While Richman’s paintings certainly chart a watery landscape of islands, inlets and peninsulas, they are much more than just maps or perceptual representations. Her works, filled as they are with swirls and pools of color, are the antidote to the distanciation and passivity of traditional landscape painting because she represents the landscape without slavishly depicting its physical appearance or treating it as a backdrop for myth, history, or other human-centered subjects. Her strategy of representation is a synthesis of science, aesthetics, and a sense of place, and represents a true consilience or convergence of themes and sources to reach a unified, but complex conclusion. She combines perceptual and conceptual concerns with the sensibilities of the artist, chemist, cartographer, ecologist and sociologist.
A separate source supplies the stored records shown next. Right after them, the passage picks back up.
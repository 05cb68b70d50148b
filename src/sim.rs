//! Seeded random-bot matches for soak testing.
//!
//! Provides a pure function interface: `(seed, config) -> MatchSummary`.
//!
//! Each bot clicks once per tick on a random cell in or next to its territory. A toy
//! economy stands in for the real one: bots earn [`Match::passive_income`] every second
//! and spend it on skills and power upgrades. Invariants are asserted after every
//! action in debug builds.

use std::collections::BTreeMap;
use std::ops::Range;
use std::time::Duration;

use rand::{Rng, SeedableRng};
use rand_chacha::ChaCha8Rng;
use rayon::prelude::*;
use serde::Serialize;
use tracing::debug;

use crate::config::MatchConfig;
use crate::error::MatchError;
use crate::game::{
    ActionOutcome, ActionRequest, CellId, CellRef, Match, MatchEvent, MatchResult, PlayerId,
    SimTime, Skill,
};

/// Gold a bot pays for a random skill.
pub const SKILL_COST: u32 = 15;

/// Gold a bot pays for a power upgrade.
pub const UPGRADE_COST: u32 = 25;

/// Power added by one upgrade.
pub const UPGRADE_STEP: u32 = 5;

const SKILLS: [Skill; 4] = [Skill::Artillery, Skill::Emp, Skill::DeepStrike, Skill::Trap];

/// Salt separating the bot RNG stream from the map RNG stream.
const BOT_STREAM: u64 = 0x9E37_79B9_7F4A_7C15;

/// Soak run parameters.
#[derive(Debug, Clone, Copy, PartialEq)]
pub struct SoakConfig {
    /// Board and player count. The seed is replaced per match.
    pub match_config: MatchConfig,
    /// Ticks before a match is abandoned as undecided.
    pub max_ticks: u32,
    /// Simulated time between ticks.
    pub tick: Duration,
    /// Chance per tick that a bot with enough gold buys a skill.
    pub skill_chance: f64,
    /// Chance per tick that a bot with enough gold buys an upgrade.
    pub upgrade_chance: f64,
}

impl Default for SoakConfig {
    fn default() -> Self {
        Self {
            match_config: MatchConfig::default(),
            max_ticks: 3_000,
            tick: Duration::from_millis(100),
            skill_chance: 0.05,
            upgrade_chance: 0.05,
        }
    }
}

/// Result of a single random match.
#[derive(Debug, Clone, PartialEq, Eq, Serialize)]
pub struct MatchSummary {
    /// Seed used for the map and the bots.
    pub seed: u64,
    /// Ticks played.
    pub ticks: u32,
    /// Actions submitted.
    pub actions: u64,
    /// Actions rejected.
    pub rejected: u64,
    /// Skills consumed.
    pub skills_used: u64,
    /// Captures that set off a trap.
    pub traps_triggered: u64,
    /// Events emitted.
    pub events: u64,
    /// Players in elimination order.
    pub eliminated: Vec<PlayerId>,
    /// Result, or `None` if the tick limit was hit.
    pub result: Option<MatchResult>,
    /// Cells owned per player at the end.
    pub territory: BTreeMap<PlayerId, usize>,
}

/// Run one seeded random match.
///
/// # Errors
///
/// Returns an error if the configuration is invalid or the map is empty.
pub fn run_random_match(seed: u64, soak: &SoakConfig) -> Result<MatchSummary, MatchError> {
    let config = MatchConfig {
        seed,
        ..soak.match_config
    };
    let mut state = Match::new(config)?;
    for id in 1..=config.max_players {
        state.join(id, format!("bot-{id}"))?;
    }
    state.build_grid(SimTime::ZERO)?;

    let mut rng = ChaCha8Rng::seed_from_u64(seed ^ BOT_STREAM);
    let mut gold: BTreeMap<PlayerId, u32> = BTreeMap::new();
    let mut summary = MatchSummary {
        seed,
        ticks: 0,
        actions: 0,
        rejected: 0,
        skills_used: 0,
        traps_triggered: 0,
        events: 0,
        eliminated: Vec::new(),
        result: None,
        territory: BTreeMap::new(),
    };
    let mut last_income = SimTime::ZERO;

    while summary.ticks < soak.max_ticks && !state.is_decided() {
        summary.ticks += 1;
        let now = SimTime::ZERO + soak.tick * summary.ticks;
        state.tick(now);

        let pay_income = now.saturating_since(last_income) >= Duration::from_secs(1);
        if pay_income {
            last_income = now;
        }

        let bots: Vec<PlayerId> = state
            .roster()
            .iter()
            .filter(|p| !p.eliminated && p.spawned)
            .map(|p| p.id)
            .collect();
        for bot in bots {
            if state.is_decided() {
                break;
            }
            if pay_income {
                let income = state.passive_income(bot, now).unwrap_or(0);
                *gold.entry(bot).or_default() += income;
            }
            shop(&mut state, &mut rng, soak, gold.entry(bot).or_default(), bot);

            let Some(target) = pick_target(&state, &mut rng, bot) else {
                continue;
            };
            summary.actions += 1;
            match state.submit(ActionRequest { target: CellRef::Id(target), player: bot }, now) {
                ActionOutcome::Rejected(_) => summary.rejected += 1,
                ActionOutcome::SkillUsed { .. } => summary.skills_used += 1,
                ActionOutcome::Captured { trap_triggered: true, .. } => summary.traps_triggered += 1,
                _ => {}
            }
        }

        for event in state.drain_events() {
            summary.events += 1;
            if let MatchEvent::PlayerEliminated { player } = event {
                summary.eliminated.push(player);
            }
        }
    }

    summary.result = state.result().cloned();
    if let Some(grid) = state.grid() {
        summary.territory = grid.tally_owners();
    }
    debug!(seed, ticks = summary.ticks, decided = summary.result.is_some(), "soak match finished");
    Ok(summary)
}

fn shop(state: &mut Match, rng: &mut ChaCha8Rng, soak: &SoakConfig, gold: &mut u32, bot: PlayerId) {
    let Some(player) = state.player(bot) else {
        return;
    };
    let (power, holding) = (player.power, player.active_skill.is_some());

    if !holding && *gold >= SKILL_COST && rng.gen_bool(soak.skill_chance) {
        *gold -= SKILL_COST;
        state.grant_skill(bot, SKILLS[rng.gen_range(0..SKILLS.len())]);
    }
    if *gold >= UPGRADE_COST && rng.gen_bool(soak.upgrade_chance) {
        *gold -= UPGRADE_COST;
        state.set_power(bot, power.saturating_add(UPGRADE_STEP));
    }
}

/// A random owned cell or one of its neighbors.
fn pick_target(state: &Match, rng: &mut ChaCha8Rng, bot: PlayerId) -> Option<CellId> {
    let grid = state.grid()?;
    let owned: Vec<CellId> = grid.owned_by(bot).map(|(id, _)| id).collect();
    if owned.is_empty() {
        return None;
    }
    let home = owned[rng.gen_range(0..owned.len())];
    let coord = grid.coord_of(home)?;
    let mut candidates: Vec<CellId> = grid.neighbor_ids(coord).collect();
    candidates.push(home);
    Some(candidates[rng.gen_range(0..candidates.len())])
}

/// Aggregated results over many random matches.
#[derive(Debug, Clone, Default, PartialEq, Eq, Serialize)]
pub struct SoakStats {
    /// Matches that ran to a result or the tick limit.
    pub matches: u64,
    /// Matches that failed to start.
    pub errors: u64,
    /// Wins per player id.
    pub wins: BTreeMap<PlayerId, u64>,
    /// Drawn matches.
    pub draws: u64,
    /// Matches abandoned at the tick limit.
    pub undecided: u64,
    /// Total ticks across matches.
    pub ticks: u64,
    /// Total actions submitted.
    pub actions: u64,
    /// Total actions rejected.
    pub rejected: u64,
    /// Total skills consumed.
    pub skills_used: u64,
    /// Total trap detonations.
    pub traps_triggered: u64,
}

impl SoakStats {
    /// Fold in one match.
    pub fn add(&mut self, summary: &MatchSummary) {
        self.matches += 1;
        match &summary.result {
            Some(MatchResult::Won(signal)) => *self.wins.entry(signal.winner_id).or_default() += 1,
            Some(MatchResult::Draw) => self.draws += 1,
            None => self.undecided += 1,
        }
        self.ticks += u64::from(summary.ticks);
        self.actions += summary.actions;
        self.rejected += summary.rejected;
        self.skills_used += summary.skills_used;
        self.traps_triggered += summary.traps_triggered;
    }

    /// Merge stats accumulated on another thread.
    pub fn merge(&mut self, other: &Self) {
        self.matches += other.matches;
        self.errors += other.errors;
        for (&id, &wins) in &other.wins {
            *self.wins.entry(id).or_default() += wins;
        }
        self.draws += other.draws;
        self.undecided += other.undecided;
        self.ticks += other.ticks;
        self.actions += other.actions;
        self.rejected += other.rejected;
        self.skills_used += other.skills_used;
        self.traps_triggered += other.traps_triggered;
    }

    /// Share of matches that ended with a result.
    #[must_use]
    #[allow(clippy::cast_precision_loss)]
    pub fn decided_rate(&self) -> f64 {
        if self.matches == 0 {
            return 0.0;
        }
        (self.matches - self.undecided) as f64 / self.matches as f64
    }
}

/// Run one random match per seed in parallel.
#[must_use]
pub fn run_soak(seeds: Range<u64>, soak: &SoakConfig) -> SoakStats {
    run_soak_with_progress(seeds, soak, |_| {})
}

/// [`run_soak`], calling `on_match` with each seed once its match has finished.
///
/// `on_match` runs on the rayon worker threads, in no particular seed order.
#[must_use]
pub fn run_soak_with_progress<F>(seeds: Range<u64>, soak: &SoakConfig, on_match: F) -> SoakStats
where
    F: Fn(u64) + Sync,
{
    // Each rayon job folds into its own stats; they are merged once at the end.
    seeds
        .into_par_iter()
        .fold(SoakStats::default, |mut stats, seed| {
            match run_random_match(seed, soak) {
                Ok(summary) => stats.add(&summary),
                Err(err) => {
                    debug!(seed, %err, "soak match failed to start");
                    stats.errors += 1;
                }
            }
            on_match(seed);
            stats
        })
        .reduce(SoakStats::default, |mut a, b| {
            a.merge(&b);
            a
        })
}

#[cfg(test)]
mod tests {
    use super::*;

    fn small() -> SoakConfig {
        SoakConfig {
            match_config: MatchConfig {
                width: 6,
                height: 6,
                max_players: 2,
                ..MatchConfig::default()
            },
            max_ticks: 400,
            ..SoakConfig::default()
        }
    }

    #[test]
    fn test_random_match_is_deterministic() {
        let a = run_random_match(5, &small()).unwrap();
        let b = run_random_match(5, &small()).unwrap();
        assert_eq!(a, b);
        assert!(a.actions > 0);
        assert!(a.ticks <= 400);
    }

    #[test]
    fn test_summary_is_consistent() {
        for seed in 0..5 {
            let summary = run_random_match(seed, &small()).unwrap();
            match &summary.result {
                Some(MatchResult::Won(signal)) => {
                    assert_eq!(summary.territory.keys().copied().collect::<Vec<_>>(), vec![signal.winner_id]);
                }
                Some(MatchResult::Draw) => assert!(summary.territory.is_empty()),
                None => assert_eq!(summary.ticks, 400),
            }
            assert!(summary.rejected <= summary.actions);
        }
    }

    #[test]
    fn test_soak_aggregates() {
        let stats = run_soak(0..6, &small());
        assert_eq!(stats.matches, 6);
        assert_eq!(stats.errors, 0);
        let wins: u64 = stats.wins.values().sum();
        assert_eq!(wins + stats.draws + stats.undecided, 6);
        assert!((0.0..=1.0).contains(&stats.decided_rate()));
    }

    #[test]
    fn test_progress_sees_every_seed() {
        let seen = std::sync::Mutex::new(Vec::new());
        let stats = run_soak_with_progress(10..18, &small(), |seed| {
            seen.lock().unwrap().push(seed);
        });
        let mut seen = seen.into_inner().unwrap();
        seen.sort_unstable();
        assert_eq!(seen, (10..18).collect::<Vec<_>>());
        assert_eq!(stats, run_soak(10..18, &small()));
    }

    #[test]
    fn test_invalid_config_counts_as_error() {
        let mut soak = small();
        soak.match_config.width = 0;
        let stats = run_soak(0..3, &soak);
        assert_eq!((stats.matches, stats.errors), (0, 3));
    }
}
Richman fittingly builds her painting by means of the same processes that shaped the landscapes they refer to: the dynamics of hydraulic deposition and erosion. Richman works like a chemist. She combines inks, acrylics and liquefied, powdered pigment mixed with gum Arabic in rich, liquid washes. In doing so she takes advantage of the differences in viscosity between these media. The colors swirl and eddy as they rise to the surface or sink to the bottom of the washes she applies. Anyone who has ever seen oil glisten and ebb as it floats on water would also recognize this dynamic of dueling viscosities. The result is a turbulent, expressive and meaningful kind of chromatography, an aesthetic examination of the laws of physics that govern liquid matter. Besides being an experimental investigation of materiality, her paintings are also a potent reminder that materials, method and meaning can serve the same purpose.

Richman embraces the tension between chance and intentionality in her process. She explains that each painting represents a balance between collaboration with and control of materials. “I allow the application of the inks and paints mixed with a range of different acrylic mediums to enact and solidify processes as pigments meld, intermingle, and resist one another. I then respond to the pools, rivulets, and inlets that emerge from the material’s collaboration with gravity, evaporation, and relative viscosity by deepening color, adjusting the quality of particular edges and heightening or obscuring contours.”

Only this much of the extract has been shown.